Field determination of mechanical aperture, entry pressure and relative permeability of fractures using NAPL injection

Abstract

An in situ field technique has been developed and implemented to measure non-aqueous phase liquid (NAPL) entry pressure and subsequently estimate mechanical aperture variability in an undisturbed, water-saturated rock fracture. The field experiment also provided the opportunity to measure wetting phase relative permeability at residual non-wetting phase saturation, kw,r(Snw,r). The radial aperture determination by the injection of oil (RADIO) method employs a constant-rate injection of a non-toxic NAPL into a fracture isolated by a double packer array. Injection pressures are recorded to provide a characteristic signature that is interpreted to reveal aperture enlargements and constrictions several metres from the borehole. Fracture aperture values are calculated by reverse modelling of the pressure signatures using the FRACAS fully compositional two-phase flow model. Pre-NAPL injection hydraulic testing established a baseline dataset of hydraulic apertures ranging from 26 μm to 259 μm with a mean value of 86 μm.

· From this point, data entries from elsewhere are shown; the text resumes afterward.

//! Rank-erased tensor wrapper.
//!
//! Builders emit tensors of different ranks (a status vector, a BEV raster, a
//! camera stack) into a single mapping, and the agent contract has to add and
//! remove a batch dimension without knowing those ranks statically. burn
//! tensors carry their rank in the type, so [`DynTensor`] holds one of ranks
//! 1 through 5 and moves between them explicitly.

use burn::tensor::backend::Backend;
use burn::tensor::{Tensor, TensorData};

use crate::error::AgentError;

/// Highest rank a [`DynTensor`] can hold.
pub const MAX_RANK: usize = 5;

/// A float tensor of rank 1 to [`MAX_RANK`].
#[derive(Debug, Clone)]
pub enum DynTensor<B: Backend> {
    Rank1(Tensor<B, 1>),
    Rank2(Tensor<B, 2>),
    Rank3(Tensor<B, 3>),
    Rank4(Tensor<B, 4>),
    Rank5(Tensor<B, 5>),
}

macro_rules! with_tensor {
    ($value:expr, $t:ident => $body:expr) => {
        match $value {
            DynTensor::Rank1($t) => $body,
            DynTensor::Rank2($t) => $body,
            DynTensor::Rank3($t) => $body,
            DynTensor::Rank4($t) => $body,
            DynTensor::Rank5($t) => $body,
        }
    };
}

macro_rules! impl_rank_conversions {
    ($($rank:literal => $variant:ident),* $(,)?) => {
        $(
            impl<B: Backend> From<Tensor<B, $rank>> for DynTensor<B> {
                fn from(tensor: Tensor<B, $rank>) -> Self {
                    Self::$variant(tensor)
                }
            }

            impl<B: Backend> TryFrom<DynTensor<B>> for Tensor<B, $rank> {
                type Error = AgentError;

                fn try_from(value: DynTensor<B>) -> Result<Self, Self::Error> {
                    match value {
                        DynTensor::$variant(tensor) => Ok(tensor),
                        other => Err(AgentError::RankMismatch {
                            expected: $rank,
                            actual: other.rank(),
                        }),
                    }
                }
            }
        )*
    };
}

impl_rank_conversions!(1 => Rank1, 2 => Rank2, 3 => Rank3, 4 => Rank4, 5 => Rank5);

impl<B: Backend> DynTensor<B> {
    /// Build a tensor from row-major values and a shape.
    pub fn from_values(
        values: Vec<f32>,
        shape: &[usize],
        device: &B::Device,
    ) -> Result<Self, AgentError> {
        let expected: usize = shape.iter().product();
        if expected != values.len() {
            return Err(AgentError::ShapeMismatch {
                expected: shape.to_vec(),
                actual: vec![values.len()],
            });
        }

        let data = TensorData::new(values, shape.to_vec());
        match shape.len() {
            1 => Ok(Self::Rank1(Tensor::from_data(data, device))),
            2 => Ok(Self::Rank2(Tensor::from_data(data, device))),
            3 => Ok(Self::Rank3(Tensor::from_data(data, device))),
            4 => Ok(Self::Rank4(Tensor::from_data(data, device))),
            5 => Ok(Self::Rank5(Tensor::from_data(data, device))),
            0 => Err(AgentError::RankMismatch {
                expected: 1,
                actual: 0,
            }),
            rank => Err(AgentError::RankOverflow { rank }),
        }
    }

    pub fn rank(&self) -> usize {
        match self {
            Self::Rank1(_) => 1,
            Self::Rank2(_) => 2,
            Self::Rank3(_) => 3,
            Self::Rank4(_) => 4,
            Self::Rank5(_) => 5,
        }
    }

    pub fn dims(&self) -> Vec<usize> {
        with_tensor!(self, t => t.dims().to_vec())
    }

    /// Size of the leading dimension.
    pub fn leading_dim(&self) -> usize {
        self.dims()[0]
    }

    /// Add a leading batch dimension of size 1.
    pub fn unsqueeze_batch(self) -> Result<Self, AgentError> {
        match self {
            Self::Rank1(t) => Ok(Self::Rank2(t.unsqueeze::<2>())),
            Self::Rank2(t) => Ok(Self::Rank3(t.unsqueeze::<3>())),
            Self::Rank3(t) => Ok(Self::Rank4(t.unsqueeze::<4>())),
            Self::Rank4(t) => Ok(Self::Rank5(t.unsqueeze::<5>())),
            Self::Rank5(_) => Err(AgentError::RankOverflow { rank: MAX_RANK }),
        }
    }

    /// Remove a leading batch dimension, which must have size 1.
    pub fn squeeze_batch(self) -> Result<Self, AgentError> {
        let shape = self.dims();
        if shape.len() < 2 || shape[0] != 1 {
            return Err(AgentError::BatchDimension { shape });
        }
        match self {
            Self::Rank1(_) => Err(AgentError::BatchDimension { shape }),
            Self::Rank2(t) => Ok(Self::Rank1(t.squeeze::<1>(0))),
            Self::Rank3(t) => Ok(Self::Rank2(t.squeeze::<2>(0))),
            Self::Rank4(t) => Ok(Self::Rank3(t.squeeze::<3>(0))),
            Self::Rank5(t) => Ok(Self::Rank4(t.squeeze::<4>(0))),
        }
    }

    /// Cut the tensor out of the autodiff graph.
    pub fn detach(self) -> Self {
        match self {
            Self::Rank1(t) => Self::Rank1(t.detach()),
            Self::Rank2(t) => Self::Rank2(t.detach()),
            Self::Rank3(t) => Self::Rank3(t.detach()),
            Self::Rank4(t) => Self::Rank4(t.detach()),
            Self::Rank5(t) => Self::Rank5(t.detach()),
        }
    }

    /// Copy the values out in row-major order.
    pub fn to_vec(&self) -> Result<Vec<f32>, AgentError> {
        let data = with_tensor!(self, t => t.clone().into_data());
        data.convert::<f32>()
            .to_vec::<f32>()
            .map_err(|e| AgentError::TensorData(format!("{e:?}")))
    }

    /// Stack same-shaped tensors along a new leading dimension.
    pub fn stack(items: Vec<Self>) -> Result<Self, AgentError> {
        let first = items.first().ok_or(AgentError::EmptyBatch)?;
        let shape = first.dims();
        if let Some(odd) = items.iter().find(|item| item.dims() != shape) {
            return Err(AgentError::ShapeMismatch {
                expected: shape,
                actual: odd.dims(),
            });
        }

        match shape.len() {
            1 => Ok(Self::Rank2(Tensor::stack::<2>(collect_rank::<B, 1>(items)?, 0))),
            2 => Ok(Self::Rank3(Tensor::stack::<3>(collect_rank::<B, 2>(items)?, 0))),
            3 => Ok(Self::Rank4(Tensor::stack::<4>(collect_rank::<B, 3>(items)?, 0))),
            4 => Ok(Self::Rank5(Tensor::stack::<5>(collect_rank::<B, 4>(items)?, 0))),
            rank => Err(AgentError::RankOverflow { rank }),
        }
    }
}

fn collect_rank<B: Backend, const D: usize>(
    items: Vec<DynTensor<B>>,
) -> Result<Vec<Tensor<B, D>>, AgentError>
where
    Tensor<B, D>: TryFrom<DynTensor<B>, Error = AgentError>,
{
    items.into_iter().map(Tensor::<B, D>::try_from).collect()
}
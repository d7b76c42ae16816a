//! ACO configuration.

use crate::error::{check_count, check_finite, check_rate, Error, Result};
use crate::fitness::Evaluator;

/// Configuration for Ant Colony Optimization.
///
/// # Examples
///
/// ```
/// use u_staffing::aco::AcoConfig;
///
/// let config = AcoConfig::default()
///     .with_num_ants(60)
///     .with_evaporation_rate(0.1)
///     .with_deposit_constant(30.0)
///     .with_seed(7);
/// assert!(config.validate().is_ok());
/// ```
#[derive(Debug, Clone)]
#[cfg_attr(feature = "serde", derive(serde::Serialize, serde::Deserialize))]
pub struct AcoConfig {
    /// Ants (constructed solutions) per iteration.
    pub num_ants: usize,

    /// Number of colonies to build. There is no early exit.
    pub max_iterations: usize,

    /// Fraction of every pheromone weight removed per iteration (0.0–1.0).
    pub evaporation_rate: f64,

    /// Pheromone an ant matching the best-ever fitness deposits per task.
    pub deposit_constant: f64,

    /// Uniform starting weight of every (task, employee) cell.
    pub initial_pheromone: f64,

    /// Fitness model.
    pub evaluator: Evaluator,

    /// Whether to record an [`IterationRecord`](crate::trace::IterationRecord)
    /// per iteration.
    pub record_trace: bool,

    /// Random seed for reproducibility.
    pub seed: Option<u64>,
}

impl Default for AcoConfig {
    fn default() -> Self {
        Self {
            num_ants: 120,
            max_iterations: 500,
            evaporation_rate: 0.15,
            deposit_constant: 60.0,
            initial_pheromone: 1.0,
            evaluator: Evaluator::default(),
            record_trace: true,
            seed: None,
        }
    }
}

impl AcoConfig {
    /// Sets the colony size.
    pub fn with_num_ants(mut self, n: usize) -> Self {
        self.num_ants = n;
        self
    }

    /// Sets the number of iterations.
    pub fn with_max_iterations(mut self, n: usize) -> Self {
        self.max_iterations = n;
        self
    }

    /// Sets the evaporation rate.
    pub fn with_evaporation_rate(mut self, rate: f64) -> Self {
        self.evaporation_rate = rate;
        self
    }

    /// Sets the deposit constant.
    pub fn with_deposit_constant(mut self, q: f64) -> Self {
        self.deposit_constant = q;
        self
    }

    /// Sets the initial pheromone weight.
    pub fn with_initial_pheromone(mut self, tau0: f64) -> Self {
        self.initial_pheromone = tau0;
        self
    }

    /// Sets the fitness model.
    pub fn with_evaluator(mut self, evaluator: Evaluator) -> Self {
        self.evaluator = evaluator;
        self
    }

    /// Enables or disables the per-iteration trace.
    pub fn with_trace(mut self, record: bool) -> Self {
        self.record_trace = record;
        self
    }

    /// Sets the random seed.
    pub fn with_seed(mut self, seed: u64) -> Self {
        self.seed = Some(seed);
        self
    }

    /// Validates the configuration.
    pub fn validate(&self) -> Result<()> {
        check_count("num_ants", self.num_ants)?;
        check_count("max_iterations", self.max_iterations)?;
        check_rate("evaporation_rate", self.evaporation_rate)?;
        check_finite("deposit_constant", self.deposit_constant)?;
        if self.deposit_constant < 0.0 {
            return Err(Error::config("deposit_constant", "must be non-negative"));
        }
        check_finite("initial_pheromone", self.initial_pheromone)?;
        if self.initial_pheromone <= 0.0 {
            return Err(Error::config("initial_pheromone", "must be positive"));
        }
        self.evaluator.validate()
    }
}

Post-NAPL injection hydraulic testing gave kw,r(Snw,r) values ranging from 0·04 to 0·39 with a mean value of 0·15. Numerical modelling calculated fracture mechanical apertures vary from 36 μm to >1000 μm in test 1, and from 46 μm to >1000 μm in test 2. Single-value approximations of volume-averaged fracture apertures are two to three times larger than the respective hydraulic apertures, suggesting that volume balance calculations using the hydraulic aperture may overpredict NAPL penetration distances.